Instructions for the task =
Leaving out every line that comes before the one containing "let result: Result<CreateSecurityRuleRequest, _>", output the rest of the records exactly, the final line included.

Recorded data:

^^^^

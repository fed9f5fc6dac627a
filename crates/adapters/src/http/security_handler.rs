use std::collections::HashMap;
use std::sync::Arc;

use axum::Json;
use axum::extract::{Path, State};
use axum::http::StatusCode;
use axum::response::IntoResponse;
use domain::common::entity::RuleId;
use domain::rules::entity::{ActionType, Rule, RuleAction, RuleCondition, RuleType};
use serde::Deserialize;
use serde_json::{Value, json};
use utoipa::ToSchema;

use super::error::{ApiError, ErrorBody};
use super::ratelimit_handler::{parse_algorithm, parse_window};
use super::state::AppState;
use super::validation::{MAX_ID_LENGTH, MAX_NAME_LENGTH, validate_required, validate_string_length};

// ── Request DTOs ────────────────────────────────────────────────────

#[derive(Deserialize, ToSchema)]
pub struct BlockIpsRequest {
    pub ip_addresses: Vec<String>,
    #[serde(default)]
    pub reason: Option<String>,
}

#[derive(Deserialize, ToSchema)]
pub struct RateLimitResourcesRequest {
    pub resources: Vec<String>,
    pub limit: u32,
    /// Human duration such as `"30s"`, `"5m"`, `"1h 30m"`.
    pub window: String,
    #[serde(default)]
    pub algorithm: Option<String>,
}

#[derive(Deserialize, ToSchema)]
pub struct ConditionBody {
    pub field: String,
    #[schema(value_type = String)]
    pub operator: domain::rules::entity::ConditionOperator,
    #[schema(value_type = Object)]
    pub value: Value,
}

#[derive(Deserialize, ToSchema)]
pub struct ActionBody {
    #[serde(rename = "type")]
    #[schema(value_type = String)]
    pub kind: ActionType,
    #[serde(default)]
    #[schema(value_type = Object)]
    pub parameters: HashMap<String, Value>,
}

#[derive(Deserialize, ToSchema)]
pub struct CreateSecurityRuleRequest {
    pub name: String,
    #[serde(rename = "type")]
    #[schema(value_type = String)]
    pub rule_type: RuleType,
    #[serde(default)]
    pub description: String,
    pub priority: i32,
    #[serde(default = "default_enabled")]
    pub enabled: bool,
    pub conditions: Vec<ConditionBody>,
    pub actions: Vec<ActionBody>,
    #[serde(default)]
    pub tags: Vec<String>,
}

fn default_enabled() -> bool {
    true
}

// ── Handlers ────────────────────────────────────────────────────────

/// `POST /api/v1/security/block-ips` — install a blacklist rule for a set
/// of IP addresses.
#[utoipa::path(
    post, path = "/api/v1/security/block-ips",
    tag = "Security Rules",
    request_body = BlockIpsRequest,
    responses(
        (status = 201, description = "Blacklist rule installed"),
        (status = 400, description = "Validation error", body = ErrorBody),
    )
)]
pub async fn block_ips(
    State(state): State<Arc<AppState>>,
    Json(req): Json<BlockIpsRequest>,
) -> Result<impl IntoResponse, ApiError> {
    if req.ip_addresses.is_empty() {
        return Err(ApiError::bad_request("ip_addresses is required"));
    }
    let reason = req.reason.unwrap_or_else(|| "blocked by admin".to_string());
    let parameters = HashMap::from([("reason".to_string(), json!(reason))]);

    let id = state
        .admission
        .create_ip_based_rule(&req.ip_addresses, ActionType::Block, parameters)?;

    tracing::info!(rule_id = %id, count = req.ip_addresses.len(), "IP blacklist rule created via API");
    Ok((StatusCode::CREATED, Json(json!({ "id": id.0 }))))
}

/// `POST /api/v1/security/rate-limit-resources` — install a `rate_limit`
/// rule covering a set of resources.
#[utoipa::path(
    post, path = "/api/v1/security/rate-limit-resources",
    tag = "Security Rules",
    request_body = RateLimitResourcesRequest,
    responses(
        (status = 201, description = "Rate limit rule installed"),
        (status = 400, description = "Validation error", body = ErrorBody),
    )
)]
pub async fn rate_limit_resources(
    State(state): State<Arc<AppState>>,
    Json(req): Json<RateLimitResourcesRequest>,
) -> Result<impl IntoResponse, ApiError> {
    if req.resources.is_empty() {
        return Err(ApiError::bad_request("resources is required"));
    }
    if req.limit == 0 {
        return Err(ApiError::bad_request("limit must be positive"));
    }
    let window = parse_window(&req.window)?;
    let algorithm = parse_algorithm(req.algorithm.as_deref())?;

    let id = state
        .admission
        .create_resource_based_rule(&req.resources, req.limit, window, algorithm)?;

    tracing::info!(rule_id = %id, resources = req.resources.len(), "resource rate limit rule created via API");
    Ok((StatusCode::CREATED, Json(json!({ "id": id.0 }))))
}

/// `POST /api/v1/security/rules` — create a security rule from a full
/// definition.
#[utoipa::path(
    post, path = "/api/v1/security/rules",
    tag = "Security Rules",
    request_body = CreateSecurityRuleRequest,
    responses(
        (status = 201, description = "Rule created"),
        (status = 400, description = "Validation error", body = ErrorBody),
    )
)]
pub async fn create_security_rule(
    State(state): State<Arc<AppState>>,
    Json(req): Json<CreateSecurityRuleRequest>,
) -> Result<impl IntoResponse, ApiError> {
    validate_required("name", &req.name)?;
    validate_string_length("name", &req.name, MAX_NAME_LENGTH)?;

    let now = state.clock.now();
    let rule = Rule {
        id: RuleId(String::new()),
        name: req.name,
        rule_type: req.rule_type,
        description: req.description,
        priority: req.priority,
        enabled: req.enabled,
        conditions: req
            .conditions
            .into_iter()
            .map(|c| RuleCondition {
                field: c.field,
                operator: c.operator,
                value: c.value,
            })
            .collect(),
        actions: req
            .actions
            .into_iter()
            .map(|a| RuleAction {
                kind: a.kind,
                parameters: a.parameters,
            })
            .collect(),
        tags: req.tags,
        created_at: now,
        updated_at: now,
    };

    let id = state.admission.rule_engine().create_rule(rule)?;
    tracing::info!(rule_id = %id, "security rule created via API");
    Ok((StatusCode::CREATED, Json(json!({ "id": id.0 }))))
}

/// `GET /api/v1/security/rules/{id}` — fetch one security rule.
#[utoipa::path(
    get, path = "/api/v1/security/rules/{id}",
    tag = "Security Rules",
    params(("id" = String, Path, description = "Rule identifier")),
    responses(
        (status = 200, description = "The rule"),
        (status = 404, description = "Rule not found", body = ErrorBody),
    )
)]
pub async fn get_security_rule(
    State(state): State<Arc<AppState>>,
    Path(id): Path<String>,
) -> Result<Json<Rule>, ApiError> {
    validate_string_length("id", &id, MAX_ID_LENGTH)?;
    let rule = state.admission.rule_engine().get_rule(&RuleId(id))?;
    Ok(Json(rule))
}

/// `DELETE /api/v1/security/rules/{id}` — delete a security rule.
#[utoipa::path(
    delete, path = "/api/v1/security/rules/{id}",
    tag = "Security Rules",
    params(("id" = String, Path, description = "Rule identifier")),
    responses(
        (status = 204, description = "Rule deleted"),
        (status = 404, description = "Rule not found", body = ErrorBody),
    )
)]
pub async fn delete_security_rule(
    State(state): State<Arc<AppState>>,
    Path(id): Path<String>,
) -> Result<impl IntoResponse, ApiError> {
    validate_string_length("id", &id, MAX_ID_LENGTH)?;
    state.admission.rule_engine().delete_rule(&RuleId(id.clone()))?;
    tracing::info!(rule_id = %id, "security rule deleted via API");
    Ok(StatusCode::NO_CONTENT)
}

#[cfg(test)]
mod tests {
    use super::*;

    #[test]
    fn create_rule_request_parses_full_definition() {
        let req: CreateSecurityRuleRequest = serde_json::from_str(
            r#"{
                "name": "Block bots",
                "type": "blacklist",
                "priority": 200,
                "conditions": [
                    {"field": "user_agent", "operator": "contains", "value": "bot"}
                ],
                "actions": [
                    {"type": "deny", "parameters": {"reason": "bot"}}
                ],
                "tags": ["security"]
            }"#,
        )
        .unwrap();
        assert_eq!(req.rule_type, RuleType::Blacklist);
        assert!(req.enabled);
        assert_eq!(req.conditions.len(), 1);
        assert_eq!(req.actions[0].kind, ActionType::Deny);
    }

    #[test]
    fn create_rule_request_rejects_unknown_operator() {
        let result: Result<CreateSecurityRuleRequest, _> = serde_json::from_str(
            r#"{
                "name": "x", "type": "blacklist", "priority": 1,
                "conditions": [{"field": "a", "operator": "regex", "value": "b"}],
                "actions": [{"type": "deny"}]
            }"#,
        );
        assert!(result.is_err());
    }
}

^^^^

Exercise answer =
        let result: Result<CreateSecurityRuleRequest, _> = serde_json::from_str(
            r#"{
                "name": "x", "type": "blacklist", "priority": 1,
                "conditions": [{"field": "a", "operator": "regex", "value": "b"}],
                "actions": [{"type": "deny"}]
            }"#,
        );
        assert!(result.is_err());
    }
}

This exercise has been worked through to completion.